The offering by the Company will be made only by means of a prospectus in accordance with the Securities Act of 1933, as amended, and all applicable state securities laws. This press release shall not constitute an offer to sell or the solicitation of an offer to buy any securities.
The proposed transaction will be submitted to shareholders of Regal Bancorp for their consideration. The Company will file a registration statement, a proxy statement/prospectus and other relevant documents concerning the proposed transaction with the Securities and Exchange Commission (the “SEC”). Regal Bancorp shareholders are urged to read the registration statement and proxy statement/prospectus when they become available and any other relevant documents filed with the SEC, as well as any amendments or supplements to those documents, because they will contain important information. You will be able to obtain a free copy of the proxy statement/prospectus, as well as other filings containing information about the Company, at the SEC’s Internet site (http://www.sec.gov). Copies of the proxy statement/prospectus and the SEC filings that will be incorporated by reference in the proxy statement/prospectus can be obtained, without charge, by directing a request to Lisa King, Investor Relations, Regal Bancorp, 570 West Mount Pleasant Avenue, Livingston, New Jersey 07039, 973-716-0600.

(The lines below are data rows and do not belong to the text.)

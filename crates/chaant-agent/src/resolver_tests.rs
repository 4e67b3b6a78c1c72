use super::*;
use crate::testing::{piece, sq, ScriptedPage};
use chaant_protocols::parse_notation;

async fn resolve(page: &ScriptedPage, color: Color, notation: &str) -> Result<ResolvedMove, AgentError> {
    let parsed = parse_notation(notation)?;
    resolve_move(page, color, &parsed, notation).await
}

#[tokio::test]
async fn test_pawn_push_from_opening() {
    let page = ScriptedPage::opening("p");
    let mv = resolve(&page, Color::White, "e4").await.unwrap();
    assert_eq!(mv.uci(), "e2e4");

    let mv = resolve(&page, Color::Black, "c5").await.unwrap();
    assert_eq!(mv.uci(), "c7c5");
}

#[tokio::test]
async fn test_single_knight() {
    let page = ScriptedPage::opening("p");
    let mv = resolve(&page, Color::White, "Nf3").await.unwrap();
    assert_eq!(mv.from, sq("g1"));
    assert_eq!(mv.to, sq("f3"));
}

#[tokio::test]
async fn test_two_knights_need_disambiguation() {
    let page = ScriptedPage::new("p");
    page.set_pieces(vec![
        piece(PieceKind::Knight, Color::White, "b1"),
        piece(PieceKind::Knight, Color::White, "f3"),
        piece(PieceKind::King, Color::White, "e1"),
    ]);
    page.set_legal("b1", &["a3", "c3", "d2"]);
    page.set_legal("f3", &["d2", "d4", "e5", "g5", "h4"]);

    let err = resolve(&page, Color::White, "Nd2").await.unwrap_err();
    assert!(matches!(err, AgentError::AmbiguousMove(_)));

    let mv = resolve(&page, Color::White, "Nbd2").await.unwrap();
    assert_eq!(mv.from, sq("b1"));

    let mv = resolve(&page, Color::White, "Nfd2").await.unwrap();
    assert_eq!(mv.from, sq("f3"));
}

#[tokio::test]
async fn test_wrong_disambiguator_is_no_legal_move() {
    let page = ScriptedPage::new("p");
    page.set_pieces(vec![
        piece(PieceKind::Knight, Color::White, "b1"),
        piece(PieceKind::Knight, Color::White, "f3"),
    ]);
    page.set_legal("b1", &["d2"]);
    page.set_legal("f3", &["d2"]);

    let err = resolve(&page, Color::White, "Ncd2").await.unwrap_err();
    assert!(matches!(err, AgentError::NoLegalMove(_)));
}

#[tokio::test]
async fn test_no_piece_reaches_destination() {
    let page = ScriptedPage::opening("p");
    let err = resolve(&page, Color::White, "Nd4").await.unwrap_err();
    assert!(matches!(err, AgentError::NoLegalMove(_)));

    let err = resolve(&page, Color::White, "e5").await.unwrap_err();
    assert!(matches!(err, AgentError::NoLegalMove(_)));
}

#[tokio::test]
async fn test_only_own_color_is_considered() {
    let page = ScriptedPage::opening("p");
    // e5 is legal for black's e-pawn only.
    let err = resolve(&page, Color::White, "e5").await.unwrap_err();
    assert!(matches!(err, AgentError::NoLegalMove(_)));
    assert!(resolve(&page, Color::Black, "e5").await.is_ok());
}

#[tokio::test]
async fn test_castling_uses_table_without_board_queries() {
    let page = ScriptedPage::new("p");
    let mv = resolve(&page, Color::White, "O-O").await.unwrap();
    assert_eq!(mv.uci(), "e1g1");
    let mv = resolve(&page, Color::Black, "0-0-0").await.unwrap();
    assert_eq!(mv.uci(), "e8c8");
    assert_eq!(page.calls(), 0);
}

#[tokio::test]
async fn test_promotion_required_on_last_rank() {
    let page = ScriptedPage::new("p");
    page.set_pieces(vec![
        piece(PieceKind::Pawn, Color::White, "e7"),
        piece(PieceKind::Pawn, Color::Black, "d2"),
    ]);
    page.set_legal("e7", &["e8"]);
    page.set_legal("d2", &["d1"]);

    let err = resolve(&page, Color::White, "e8").await.unwrap_err();
    assert!(matches!(err, AgentError::PromotionRequired(_)));

    let mv = resolve(&page, Color::White, "e8=Q").await.unwrap();
    assert_eq!(mv.promote_to, Some(PieceKind::Queen));

    let err = resolve(&page, Color::Black, "d1").await.unwrap_err();
    assert!(matches!(err, AgentError::PromotionRequired(_)));

    let mv = resolve(&page, Color::Black, "d1n").await.unwrap();
    assert_eq!(mv.uci(), "d2d1n");
}

#[tokio::test]
async fn test_promotion_piece_off_last_rank_is_invalid() {
    let page = ScriptedPage::opening("p");
    let err = resolve(&page, Color::White, "e4=Q").await.unwrap_err();
    assert!(matches!(err, AgentError::InvalidNotation(_)));
}

#[tokio::test]
async fn test_board_failure_is_unreachable() {
    let page = ScriptedPage::opening("p");
    page.set_unreachable();
    let err = resolve(&page, Color::White, "e4").await.unwrap_err();
    assert!(matches!(err, AgentError::AgentUnreachable(_)));
}
//! Interactive console game loop.

use std::io::Write;
use std::sync::Arc;

use anyhow::Result;
use tokio::io::{AsyncBufReadExt, BufReader, Lines, Stdin};
use tokio::sync::Notify;
use tracing::debug;

use chaant_agent::ChesscomAgent;
use chaant_protocols::{AgentFailure, AgentState, BotProfile, ChessAgent, TimeControl};

const MODES: [&str; 5] = ["Vs. Computer", "Rapid", "Blitz", "Bullet", "30 min"];

/// How a prompt or a game ended.
enum Outcome {
    Quit,
    GameOver,
}

pub(crate) struct Console {
    lines: Lines<BufReader<Stdin>>,
    agent: Arc<ChesscomAgent>,
    bots: Vec<BotProfile>,
    game_over: Arc<Notify>,
}

impl Console {
    pub(crate) fn new(agent: Arc<ChesscomAgent>, bots: Vec<BotProfile>) -> Self {
        let game_over = Arc::new(Notify::new());
        let notify = game_over.clone();
        agent.set_game_over_handler(Arc::new(move || notify.notify_waiters()));
        Self {
            lines: BufReader::new(tokio::io::stdin()).lines(),
            agent,
            bots,
            game_over,
        }
    }

    /// Play games until the user quits or the page is lost.
    pub(crate) async fn run(&mut self) -> Result<()> {
        loop {
            let Some(mode) = self.choose_mode().await? else {
                break;
            };
            let state = match self.start(mode).await? {
                Some(state) => state,
                None => break,
            };
            let state = match state {
                Ok(state) => state,
                Err(failure) if failure.is_unreachable() => {
                    eprintln!("Browser out of reach: {}", failure);
                    break;
                }
                Err(failure) => {
                    eprintln!("Could not start the game: {}", failure);
                    continue;
                }
            };
            debug!("Game started in state {}", state);

            match self.play_game().await {
                Ok(Outcome::GameOver) => {
                    println!("----------");
                    println!("Game Ends.");
                    println!("----------");
                }
                Ok(Outcome::Quit) => break,
                Err(failure) => {
                    eprintln!("Browser out of reach: {}", failure);
                    break;
                }
            }
        }
        println!("Quitting...");
        Ok(())
    }

    /// Read one answer. `None` on `quit` or end of input.
    async fn ask(&mut self, prompt: &str) -> Result<Option<String>> {
        print!("{}", prompt);
        std::io::stdout().flush()?;
        let Some(line) = self.lines.next_line().await? else {
            return Ok(None);
        };
        let answer = line.trim().to_string();
        if answer.eq_ignore_ascii_case("quit") {
            return Ok(None);
        }
        Ok(Some(answer))
    }

    /// Ask until `parse` accepts the answer.
    async fn ask_until<T>(
        &mut self,
        prompt: &str,
        parse: impl Fn(&str) -> Result<T, String>,
    ) -> Result<Option<T>> {
        loop {
            let Some(answer) = self.ask(prompt).await? else {
                return Ok(None);
            };
            match parse(&answer) {
                Ok(value) => return Ok(Some(value)),
                Err(reason) => eprintln!("Invalid input! Reason: {}", reason),
            }
        }
    }

    async fn choose_mode(&mut self) -> Result<Option<usize>> {
        println!("========================");
        println!("Chess game automation");
        println!("========================");
        for (idx, mode) in MODES.iter().enumerate() {
            println!("{}. {}", idx + 1, mode);
        }
        println!();
        self.ask_until("Choose match: ", |ans| pick(ans, MODES.len()))
            .await
    }

    /// Start the chosen game. Outer `None` means the user quit while choosing.
    async fn start(&mut self, mode: usize) -> Result<Option<Result<AgentState, AgentFailure>>> {
        let agent = self.agent.clone();
        let result = match mode {
            0 => {
                let Some(bot) = self.choose_bot().await? else {
                    return Ok(None);
                };
                let Some(as_black) = self.ask_until("Play as black (y/n)? ", yes_no).await? else {
                    return Ok(None);
                };
                println!(
                    "Playing against {}, rating: {}, as {}",
                    bot.name,
                    bot.elo,
                    if as_black { "black" } else { "white" }
                );
                agent.play_computer(&bot, as_black).await
            }
            1 => agent.play_online(TimeControl::Rapid).await,
            2 => agent.play_online(TimeControl::Blitz).await,
            3 => agent.play_online(TimeControl::Bullet).await,
            _ => agent.play_online(TimeControl::Classical).await,
        };
        Ok(Some(result))
    }

    async fn choose_bot(&mut self) -> Result<Option<BotProfile>> {
        println!("Available bots");
        println!("========================");
        for (idx, bot) in self.bots.iter().enumerate() {
            println!("{}. {}. Rating: {}", idx + 1, bot.name, bot.elo);
        }
        println!();
        let count = self.bots.len();
        let Some(idx) = self
            .ask_until("Choose bot to play against: ", |ans| pick(ans, count))
            .await?
        else {
            return Ok(None);
        };
        Ok(self.bots.get(idx).cloned())
    }

    /// Alternate turn waits and move prompts until the game ends.
    async fn play_game(&mut self) -> Result<Outcome, AgentFailure> {
        let agent = self.agent.clone();
        let game_over = self.game_over.clone();
        loop {
            if !agent.play_state().is_playing() {
                return Ok(Outcome::GameOver);
            }
            match agent.wait_turn().await {
                Ok(AgentState::TakingTurn) => {}
                Ok(_) => continue,
                Err(failure) if failure.is_unreachable() => return Err(failure),
                Err(failure) => {
                    eprintln!("{}", failure);
                    continue;
                }
            }

            let answer = tokio::select! {
                answer = self.ask("Your move: ") => answer,
                _ = game_over.notified() => return Ok(Outcome::GameOver),
            };
            let notation = match answer {
                Ok(Some(notation)) => notation,
                Ok(None) => return Ok(Outcome::Quit),
                Err(e) => {
                    eprintln!("Console error: {}", e);
                    return Ok(Outcome::Quit);
                }
            };

            if let Err(failure) = agent.move_piece(&notation).await {
                if failure.is_unreachable() {
                    return Err(failure);
                }
                eprintln!("Invalid move! Reason: {}", failure);
            }
        }
    }
}

/// 1-based menu choice to a 0-based index.
fn pick(answer: &str, count: usize) -> Result<usize, String> {
    match answer.parse::<usize>() {
        Ok(n) if (1..=count).contains(&n) => Ok(n - 1),
        _ => Err("Invalid choice. Choose one of the listed options".to_string()),
    }
}

fn yes_no(answer: &str) -> Result<bool, String> {
    match answer.to_ascii_lowercase().chars().next() {
        Some('y') => Ok(true),
        Some('n') => Ok(false),
        _ => Err("Can't infer answer".to_string()),
    }
}
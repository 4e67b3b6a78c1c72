//! Game setup flows on the site.

use tracing::{debug, info, warn};

use chaant_protocols::{AgentError, BotProfile, Color, ElementHandle, SurfaceError, TimeControl};

use super::AgentInner;
use crate::site;

impl AgentInner {
    pub(super) async fn start_computer_game(
        &self,
        bot: &BotProfile,
        as_black: bool,
    ) -> Result<Color, AgentError> {
        let ui = self.config.ui_timeout();
        self.page.navigate(site::COMPUTER_URL).await?;
        self.close_startup_modals().await?;

        self.page.wait_for(site::BOT_SELECTION, ui).await?;
        self.page.evaluate(site::SCROLL_BOT_LIST).await?;

        debug!("Selecting bot {} in {}", bot.name, bot.selector_group);
        let tile = self.page.wait_for(&site::bot_tile(bot), ui).await?;
        self.page.click(&tile).await?;
        let choose = self.page.wait_for(site::CHOOSE_BUTTON, ui).await?;
        self.page.click(&choose).await?;
        let radio = self.page.wait_for(&site::color_radio(as_black), ui).await?;
        self.page.click(&radio).await?;
        self.page
            .wait_for_function(site::SELECTION_MENU_CLOSED, ui)
            .await?;

        let play_label = self.translated("Play", "Play").await?;
        let play = self.page.wait_for(&site::play_button(&play_label), ui).await?;
        self.page.click(&play).await?;

        self.ensure_playing().await?;
        self.detect_color().await
    }

    pub(super) async fn start_online_game(
        &self,
        time_control: TimeControl,
    ) -> Result<Color, AgentError> {
        let ui = self.config.ui_timeout();
        self.page.navigate(site::ONLINE_URL).await?;
        self.page.wait_for_function(site::TRANSLATIONS_READY, ui).await?;

        let play_label = self.translated("Play", "Play").await?;
        let min_unit = self.translated("min", "min").await?;

        // The preset menu opens from the button showing the current preset.
        self.click_button_matching(&site::ends_with_label(&min_unit))
            .await?;
        self.click_button_matching(&site::exact_label(&time_control.label(&min_unit)))
            .await?;
        self.click_button_matching(&site::ends_with_label(&play_label))
            .await?;

        if self.is_guest().await? {
            match self.page.wait_for(site::GUEST_BUTTON, ui).await {
                Ok(button) => {
                    if let Err(e) = self.page.click(&button).await {
                        warn!("Guest button click failed, ignoring: {}", e);
                    }
                }
                Err(e) => warn!("Guest button not found, ignoring: {}", e),
            }
        }

        self.ensure_playing().await?;
        self.detect_color().await
    }

    /// Click every startup close button, last first, then wait for the modal
    /// layer to empty.
    async fn close_startup_modals(&self) -> Result<(), SurfaceError> {
        let buttons = self.page.find_all(site::CLOSE_BUTTONS).await?;
        for button in buttons.iter().rev() {
            if let Err(e) = self.page.click(button).await {
                debug!("Close button {} not clickable: {}", button.index, e);
            }
        }
        self.page
            .wait_for_function(site::MODALS_CLOSED, self.config.ui_timeout())
            .await?;
        Ok(())
    }

    async fn click_button_matching(&self, pattern: &str) -> Result<(), SurfaceError> {
        let index = self.page.evaluate(&site::button_index(pattern)).await?;
        let index = index
            .as_i64()
            .and_then(|i| usize::try_from(i).ok())
            .ok_or_else(|| SurfaceError::ElementNotFound(format!("button /{}/", pattern)))?;
        self.page
            .click(&ElementHandle::new(site::BUTTONS, index))
            .await
    }

    async fn translated(&self, key: &str, fallback: &str) -> Result<String, SurfaceError> {
        let value = self.page.evaluate(&site::translation(key, fallback)).await?;
        Ok(value
            .as_str()
            .filter(|s| !s.is_empty())
            .unwrap_or(fallback)
            .to_string())
    }

    async fn is_guest(&self) -> Result<bool, SurfaceError> {
        if self.page.find_one(site::NAV_TOP).await?.is_none() {
            return Ok(false);
        }
        Ok(self.page.find_one(site::LOGIN_LINK).await?.is_some())
    }

    /// The resign or abort control must show up and the board must report a
    /// running game for the logged-in side.
    async fn ensure_playing(&self) -> Result<(), AgentError> {
        let ui = self.config.ui_timeout();
        self.page.wait_for(site::SIDEBAR, ui).await?;
        let resign = self.translated("Resign", "Resign").await?;
        let abort = self.translated("Abort", "Abort").await?;
        self.page
            .wait_for(&site::resign_or_abort(&resign, &abort), ui)
            .await?;

        let active = self.page.evaluate(site::GAME_ACTIVE).await?;
        if active.as_bool() != Some(true) {
            return Err(AgentError::IdleIllegalPlay);
        }
        Ok(())
    }

    async fn detect_color(&self) -> Result<Color, AgentError> {
        let color = self
            .page
            .playing_color()
            .await?
            .ok_or(AgentError::IdleIllegalPlay)?;
        info!("Page {} plays {}", self.page_id, color);
        Ok(color)
    }
}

The directors and executive officers of Regal Bancorp may be deemed to be participants in the solicitation of proxies from the shareholders of Regal Bancorp in connection with the merger. Information about the directors and executive officers of Regal Bancorp and their ownership of Regal Bancorp common stock may be found in its definitive proxy statement relating to its 2022 Annual Meeting of Shareholders, which can be obtained free of charge from Regal Bancorp by directing a request to Lisa King, Investor Relations, Regal Bancorp, 570 West Mount Pleasant Avenue, Livingston, New Jersey 07039, 973-716-0600. Additional information regarding the interests of these participants and other persons who may be deemed participants in the transaction may be obtained by reading the proxy statement/prospectus regarding the proposed transaction when it becomes available.